(Collected data)
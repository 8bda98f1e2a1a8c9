//! Document sources and page rendering capabilities.
//!
//! Search providers and HTML-to-text conversion live outside the core; the
//! pipeline only sees these traits.

use crate::error::SourceError;
use crate::types::Document;
use async_trait::async_trait;

/// A searchable corpus (web search, encyclopedia, ...).
#[async_trait]
pub trait DocumentSource: Send + Sync {
    /// Name used to match this source against its `SourceConfig`.
    fn name(&self) -> &str;

    /// Search for up to `max_results` documents. Returning fewer, or none,
    /// is not an error.
    async fn search(&self, query: &str, max_results: usize) -> Result<Vec<Document>, SourceError>;
}

/// Outcome of fetching a page.
#[derive(Debug, Clone, PartialEq, Eq)]
pub enum FetchStatus {
    Ok,
    /// Non-2xx status, network error, timeout, ...
    Failed { reason: String },
}

impl FetchStatus {
    pub fn is_ok(&self) -> bool {
        matches!(self, FetchStatus::Ok)
    }
}

/// Plain-prose rendering of a page.
#[derive(Debug, Clone, PartialEq, Eq)]
pub struct RenderedPage {
    pub text: String,
    pub status: FetchStatus,
}

impl RenderedPage {
    pub fn ok(text: impl Into<String>) -> Self {
        Self {
            text: text.into(),
            status: FetchStatus::Ok,
        }
    }

    pub fn failed(reason: impl Into<String>) -> Self {
        Self {
            text: String::new(),
            status: FetchStatus::Failed {
                reason: reason.into(),
            },
        }
    }
}

/// Fetches a URL and converts it to plain text.
#[async_trait]
pub trait PageRenderer: Send + Sync {
    /// Never fails; fetch problems are reported through `RenderedPage::status`.
    async fn render(&self, url: &str) -> RenderedPage;
}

* _Problem to work on_:
Lines that contain "text" should be pulled from the entries above and reported.

* _Worked solution_:
//! Search providers and HTML-to-text conversion live outside the core; the
    pub text: String,
    pub fn ok(text: impl Into<String>) -> Self {
            text: text.into(),
            text: String::new(),
/// Fetches a URL and converts it to plain text.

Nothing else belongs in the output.